▸ Assigned task:
The lines from the first line of the entries through the line containing "queued events first." are to be repeated exactly, with both of those lines included.

[Start of section]

#[cfg(test)]
mod tests {
    use std::time::Duration;

    use super::*;
    use crate::scheduler::RecordingPrioritySink;
    use crate::streaming::MemoryContent;

    fn pieces(values: &[u32]) -> Vec<PieceIndex> {
        values.iter().copied().map(PieceIndex::new).collect()
    }

    fn session(total: u64, piece_size: u64) -> (SessionHandle, Arc<RecordingPrioritySink>) {
        let store = Arc::new(PieceStore::from_total_length(total, piece_size).unwrap());
        let content = Arc::new(MemoryContent::new(vec![7u8; total as usize]));
        let sink = Arc::new(RecordingPrioritySink::new());
        let mut config = PiecewiseConfig::for_testing();
        config.scheduler.header_size = piece_size;
        config.scheduler.footer_size = piece_size;
        let handle = spawn_session(store, content, sink.clone(), config);
        (handle, sink)
    }

    /// Round-trips a command; the actor drains queued events first.
    async fn settle(handle: &SessionHandle) -> SessionStats {
        handle.stats().await.unwrap()
    }

    #[tokio::test]
    async fn test_open_file_emits_metadata_priorities() {
        let (handle, sink) = session(10_000, 1000);
        let file = handle.open_file("movie.mkv", ByteSpan::new(0, 10_000)).await.unwrap();

        assert_eq!(file.name(), "movie.mkv");
        assert_eq!(sink.last(), Some(pieces(&[0, 9])));
    }

    #[tokio::test]
    async fn test_open_same_file_twice_reuses_scheduler() {
        let (handle, sink) = session(10_000, 1000);
        let first = handle.open_file("a", ByteSpan::new(0, 5000)).await.unwrap();
        let second = handle.open_file("a", ByteSpan::new(0, 5000)).await.unwrap();

        assert!(Arc::ptr_eq(first.scheduler(), second.scheduler()));
        assert_eq!(sink.call_count(), 1);
    }

    #[tokio::test]
    async fn test_invalid_file_span_rejected() {
        let (handle, _sink) = session(10_000, 1000);
        let result = handle.open_file("bad", ByteSpan::new(9000, 5000)).await;
        assert!(matches!(result, Err(SessionError::InvalidFileSpan { .. })));
    }

    #[tokio::test]
    async fn test_events_update_store_then_scheduler() {
        let (handle, sink) = session(10_000, 1000);
        let file = handle.open_file("movie.mkv", ByteSpan::new(0, 10_000)).await.unwrap();
        let events = handle.events();

        events.piece_downloading(PieceIndex::new(0)).unwrap();
        events.piece_downloaded(PieceIndex::new(0)).unwrap();
        events.piece_downloaded(PieceIndex::new(9)).unwrap();
        settle(&handle).await;

        assert!(handle.store().is_finished(PieceIndex::new(0)));
        assert_eq!(file.scheduler().downloading(), pieces(&[1, 2]));
        assert_eq!(sink.last(), Some(pieces(&[1, 2])));
    }

    #[tokio::test]
    async fn test_files_share_engine_priorities() {
        let (handle, sink) = session(10_000, 1000);
        handle.open_file("a", ByteSpan::new(0, 4000)).await.unwrap();
        handle.open_file("b", ByteSpan::new(4000, 6000)).await.unwrap();

        assert_eq!(sink.last(), Some(pieces(&[0, 3, 4, 9])));

        handle.events().piece_downloaded(PieceIndex::new(4)).unwrap();
        settle(&handle).await;
        assert_eq!(sink.last(), Some(pieces(&[0, 3, 9])));
    }

    #[tokio::test]
    async fn test_invalid_engine_index_is_ignored() {
        let (handle, sink) = session(4000, 1000);
        handle.open_file("a", ByteSpan::new(0, 4000)).await.unwrap();
        let before = sink.call_count();

        handle.events().piece_downloaded(PieceIndex::new(42)).unwrap();
        settle(&handle).await;

        assert_eq!(sink.call_count(), before);
    }

    #[tokio::test]
    async fn test_all_pieces_cached_finishes_schedulers() {
        let (handle, _sink) = session(8000, 1000);
        let file = handle.open_file("a", ByteSpan::new(0, 8000)).await.unwrap();

        handle.events().all_pieces_cached().unwrap();
        let stats = settle(&handle).await;

        assert!(file.scheduler().is_finished());
        assert_eq!(stats.downloaded_bytes, 8000);
        assert_eq!(stats.download_progress, 1.0);
    }

    #[tokio::test]
    async fn test_all_pieces_cached_during_sequential_finishes() {
        let (handle, sink) = session(10_000, 1000);
        let file = handle.open_file("a", ByteSpan::new(0, 10_000)).await.unwrap();
        handle.events().piece_downloaded(PieceIndex::new(0)).unwrap();
        handle.events().piece_downloaded(PieceIndex::new(9)).unwrap();
        settle(&handle).await;
        assert_eq!(file.scheduler().downloading(), pieces(&[1, 2]));

        handle.events().all_pieces_cached().unwrap();
        settle(&handle).await;

        assert!(file.scheduler().is_finished());
        assert_eq!(sink.last(), Some(Vec::new()));
    }

    #[tokio::test]
    async fn test_queued_events_apply_before_next_command() {
        let (handle, _sink) = session(64_000, 1000);
        let file = handle.open_file("a", ByteSpan::new(0, 64_000)).await.unwrap();
        let events = handle.events();

        for round in 1..=20u64 {
            for step in 0..50u64 {
                events.counters(round * 1000 + step, round * 100 + step).unwrap();
            }
            let stats = handle.stats().await.unwrap();
            assert_eq!(stats.uploaded_bytes, round * 100 + 49);
        }

        for i in 0..64 {
            events.piece_downloaded(PieceIndex::new(i)).unwrap();
        }
        let stats = handle.stats().await.unwrap();
        assert_eq!(stats.downloaded_bytes, 64_000);
        assert!(file.scheduler().is_finished());
    }

    #[tokio::test]
    async fn test_close_file_withdraws_its_priorities() {
        let (handle, sink) = session(10_000, 1000);
        let first = handle.open_file("a", ByteSpan::new(0, 4000)).await.unwrap();
        handle.open_file("b", ByteSpan::new(4000, 6000)).await.unwrap();
        assert_eq!(sink.last(), Some(pieces(&[0, 3, 4, 9])));

        first.close().await.unwrap();
        assert_eq!(sink.last(), Some(pieces(&[4, 9])));

        // the closed scheduler no longer reaches the engine
        let before = sink.call_count();
        first.scheduler().on_torrent_resumed();
        assert_eq!(sink.call_count(), before);
        first.close().await.unwrap();

        let reopened = handle.open_file("a", ByteSpan::new(0, 4000)).await.unwrap();
        assert!(!Arc::ptr_eq(first.scheduler(), reopened.scheduler()));
        assert_ne!(first.id(), reopened.id());
        assert_eq!(sink.last(), Some(pieces(&[0, 3, 4, 9])));
    }

    #[tokio::test]
    async fn test_pause_and_resume_file() {
        let (handle, sink) = session(10_000, 1000);
        let first = handle.open_file("a", ByteSpan::new(0, 4000)).await.unwrap();
        handle.open_file("b", ByteSpan::new(4000, 6000)).await.unwrap();

        first.pause();
        assert!(first.is_paused());
        assert_eq!(sink.last(), Some(pieces(&[4, 9])));

        first.resume();
        assert_eq!(sink.last(), Some(pieces(&[0, 3, 4, 9])));
    }

    #[tokio::test]
    async fn test_await_finished_resolves_when_cached() {
        let (handle, _sink) = session(6000, 1000);
        let file = handle.open_file("a", ByteSpan::new(0, 6000)).await.unwrap();

        let waiter = {
            let file = file.clone();
            tokio::spawn(async move { file.await_finished().await })
        };
        handle.events().all_pieces_cached().unwrap();

        tokio::time::timeout(Duration::from_secs(2), waiter)
            .await
            .expect("file never finished")
            .unwrap();
    }

    #[tokio::test]
    async fn test_close_after_shutdown_reports_closed() {
        let (handle, _sink) = session(4000, 1000);
        let file = handle.open_file("a", ByteSpan::new(0, 4000)).await.unwrap();
        handle.shutdown().await.unwrap();

        assert!(matches!(file.close().await, Err(SessionError::SessionClosed)));
    }

    #[tokio::test]
    async fn test_resumed_and_checked_reissue_priorities() {
        let (handle, sink) = session(8000, 1000);
        handle.open_file("a", ByteSpan::new(0, 8000)).await.unwrap();
        let before = sink.call_count();

        handle.events().torrent_resumed().unwrap();
        handle.events().torrent_checked().unwrap();
        settle(&handle).await;

        assert_eq!(sink.call_count(), before + 2);
        assert_eq!(sink.last(), Some(pieces(&[0, 7])));
    }

    #[tokio::test]
    async fn test_counters_feed_stats() {
        let (handle, _sink) = session(8000, 1000);
        handle.events().counters(4096, 1024).unwrap();

        let stats = settle(&handle).await;
        assert_eq!(stats.uploaded_bytes, 1024);

        let mut rate = handle.download_rate();
        let speed = tokio::time::timeout(
            Duration::from_secs(2),
            rate.wait_for(|speed| !speed.is_unspecified()),
        )
        .await
        .unwrap()
        .unwrap()
        .bytes_per_second();
        assert!(speed.is_some());
    }

    #[tokio::test]
    async fn test_shutdown_closes_handle() {
        let (handle, _sink) = session(8000, 1000);
        handle.shutdown().await.unwrap();

        assert!(matches!(handle.stats().await, Err(SessionError::SessionClosed)));
        assert!(matches!(
            handle.events().torrent_resumed(),
            Err(SessionError::SessionClosed)
        ));
    }
}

[End of section]

▸ Written answer:
#[cfg(test)]
mod tests {
    use std::time::Duration;

    use super::*;
    use crate::scheduler::RecordingPrioritySink;
    use crate::streaming::MemoryContent;

    fn pieces(values: &[u32]) -> Vec<PieceIndex> {
        values.iter().copied().map(PieceIndex::new).collect()
    }

    fn session(total: u64, piece_size: u64) -> (SessionHandle, Arc<RecordingPrioritySink>) {
        let store = Arc::new(PieceStore::from_total_length(total, piece_size).unwrap());
        let content = Arc::new(MemoryContent::new(vec![7u8; total as usize]));
        let sink = Arc::new(RecordingPrioritySink::new());
        let mut config = PiecewiseConfig::for_testing();
        config.scheduler.header_size = piece_size;
        config.scheduler.footer_size = piece_size;
        let handle = spawn_session(store, content, sink.clone(), config);
        (handle, sink)
    }

    /// Round-trips a command; the actor drains queued events first.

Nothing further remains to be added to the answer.